Make spark dataframe from raw data file

In [None]:
sample_df = spark.read.csv('ub_sample_data.csv', header = True )
sample_df

DataFrame[user_id: string, business_id: string]

In [None]:
sample_df.show(5)

+--------------------+--------------------+
|             user_id|         business_id|
+--------------------+--------------------+
|39FT2Ui8KUXwmUt6h...|RJSFI7mxGnkIIKiJC...|
|39FT2Ui8KUXwmUt6h...|fThrN4tfupIGetkrz...|
|39FT2Ui8KUXwmUt6h...|mvLdgkwBzqllHWHwS...|
|39FT2Ui8KUXwmUt6h...|uW6UHfONAmm8QttPk...|
|39FT2Ui8KUXwmUt6h...|T70pMoTP008qYLsIv...|
+--------------------+--------------------+
only showing top 5 rows



Register table to use Sql script

In [None]:
sample_df.registerTempTable("sample_df")



SQL script to get edge from raw data

In [None]:
edge_df = spark.sql('''
  select u1, u2
  from 
      (select  df1.user_id u1, df2.user_id u2
      from sample_df df1, sample_df df2
      where df1.business_id = df2.business_id 
        and df1.user_id < df2.user_id)
  group by u1, u2
  having count(u1) >= 7
''')

In [None]:
edge_df.count()

498

Export edge data to csv to use in task 2.

In [None]:
# edge_df.toPandas().to_csv('edge_df.csv', index=False)

##Task 1:

####Function used in task 1

In [None]:
# Somehow, sum() function cannot work
# So I need to loop through the list to get the sum.

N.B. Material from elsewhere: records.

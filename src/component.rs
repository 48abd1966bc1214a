// Copyright (C) 2017 Jesse Jones
//
// This program is free software; you can redistribute it and/or modify
// it under the terms of the GNU General Public License as published by
// the Free Software Foundation; either version 3, or (at your option)
// any later version.
//
// This program is distributed in the hope that it will be useful,
// but WITHOUT ANY WARRANTY; without even the implied warranty of
// MERCHANTABILITY or FITNESS FOR A PARTICULAR PURPOSE.  See the
// GNU General Public License for more details.
//
// You should have received a copy of the GNU General Public License
// along with this program; if not, write to the Free Software Foundation,
// Inc., 51 Franklin Street, Fifth Floor, Boston, MA 02110-1301, USA.

//! The contract every user component implements (§6.2), plus the small
//! value types the manager threads through it: inner lifecycle state,
//! scheduling parameters, and the port registrar a component sees during
//! its one-time `configure` call.

use std::sync::Arc;

use crate::error::Result;
use crate::logging::LogSeverity;
use crate::port::Port;
use crate::ports::{PortReceiver, PortSender};
use crate::value::IdGenerator;

/// A component's view of its own lifecycle, distinct from (but coupled to)
/// the manager's REGISTERED/CONFIGURED/RUNNING view of the same component
/// (see the data model note in §3).
#[derive(Debug, Clone, Copy, PartialEq, Eq)]
pub enum ComponentState
{
	Stopped,
	Started,
	Running,
}

/// OS scheduling policy requested for a component's thread. Applying this
/// is best-effort: a host without the right privileges may silently not
/// honor it.
#[derive(Debug, Clone, Copy, PartialEq, Eq)]
pub enum SchedulingPolicy
{
	Default,
	Other,
	Fifo,
	RoundRobin,
}

impl Default for SchedulingPolicy
{
	fn default() -> Self
	{
		SchedulingPolicy::Default
	}
}

#[derive(Debug, Clone, Copy, PartialEq, Eq, Default)]
pub struct SchedulingParameters
{
	pub policy: SchedulingPolicy,
	pub priority: i32,
}

/// Handed to a component's `configure` method so it can register its ports
/// without holding a reference to the whole manager. Implemented by the
/// manager itself; every call re-enters the manager's (re-entrant) guard.
pub trait PortRegistrar
{
	/// Registers a port with no topic mapped; the port stays unconnectable
	/// until a later `mapPort` call gives it one.
	fn register_port(&mut self, port: Port) -> Result<()>;

	/// Registers a port already bound to `topic`.
	fn register_port_mapped(&mut self, port: Port, topic: &str) -> Result<()>;

	/// A handle to publish on a just-registered Sender port.
	fn sender(&self, name: &str) -> Result<PortSender>;

	/// A handle to read from a just-registered Receiver port.
	fn receiver(&self, name: &str) -> Result<PortReceiver>;
}

/// Implemented by every user-defined component type and driven through the
/// REGISTERED -> CONFIGURED -> RUNNING -> CONFIGURED -> ... lifecycle by a
/// [`crate::manager::ComponentManager`].
pub trait Component: Send
{
	/// Called exactly once, while the manager's guard is held, to register
	/// this component's ports. Must not block.
	fn configure(&mut self, registrar: &mut dyn PortRegistrar) -> Result<()>;

	/// Called once per RUNNING transition, before the manager polls
	/// `get_state` for STARTED. Implementations that spawn a worker thread
	/// should flip their inner state to STARTED as soon as that thread is
	/// ready to process events, not merely spawned.
	fn ctrl_start(&mut self);

	/// Called once `get_state` has reported STARTED; implementations
	/// transition to RUNNING here (or let their worker thread do so).
	fn ctrl_run(&mut self);

	/// Called on shutdown; must block until the component's thread (if
	/// any) has actually stopped.
	fn ctrl_stop(&mut self);

	fn ctrl_set_config_dirs(&mut self, _dirs: &[String])
	{}
	fn ctrl_set_config_name(&mut self, _name: &str)
	{}
	fn ctrl_set_scheduling_parameters(&mut self, _params: SchedulingParameters)
	{}
	fn ctrl_set_log_levels(&mut self, _console: LogSeverity, _store: LogSeverity)
	{}
	fn set_id_generator(&mut self, _generator: Arc<IdGenerator>)
	{}

	fn get_state(&self) -> ComponentState;
	fn get_name(&self) -> &str;
}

def get_data(graph, edge_df):
    # create edges for the graph from edge spark dataframe

    for row in edge_df.collect():
        u1 = row['u1']
        u2 = row['u2']

        if (u1 not in graph.keys()) and (u2 not in graph.keys()):
            # if two users are not in the graph.
            graph[u1] = {u2: 0}
            graph[u2] = {u1: 0}
        elif (u1 not in graph.keys()):
            # If user1 not in the graph
            graph[u1] = {u2: 0}
            graph[u2][u1] = 0
        elif (u2 not in graph.keys()):
            # If user2 not in the graph
            graph[u2] = {u1: 0}
            graph[u1][u2] = 0
        else:
            # If two users are already in the graph
            graph[u1][u2] = 0
            graph[u2][u1] = 0


def reset_weight(graph):
    # reset weight (betweeness) of the graph to 0
    for node in graph.keys():
        neighbors = graph[node].keys()
        weights = [0]*len(neighbors)
        graph[node] = {neighbor: weight for neighbor, weight in zip(neighbors, weights)}


def BFS_gen_tree(graph, root):
    # Use BFS to create a tree
    # Each level is a dictionary
    # Level n + 1 contain child nodes of one or more node in level n

    # current_node = root

    # Setup for level 0
    visited_nodes = [root]
    tree = [{root:{'number_shortest_path': 1, 'credit': 1}}]
    level = 1

    # Loop until cannot add more node into the tree
    while True:
        current_level_nodes = []

        # add nodes to the current level nodes
        for node in tree[level - 1].keys():
            current_level_nodes += [neighbor for neighbor in graph[node] if neighbor not in visited_nodes]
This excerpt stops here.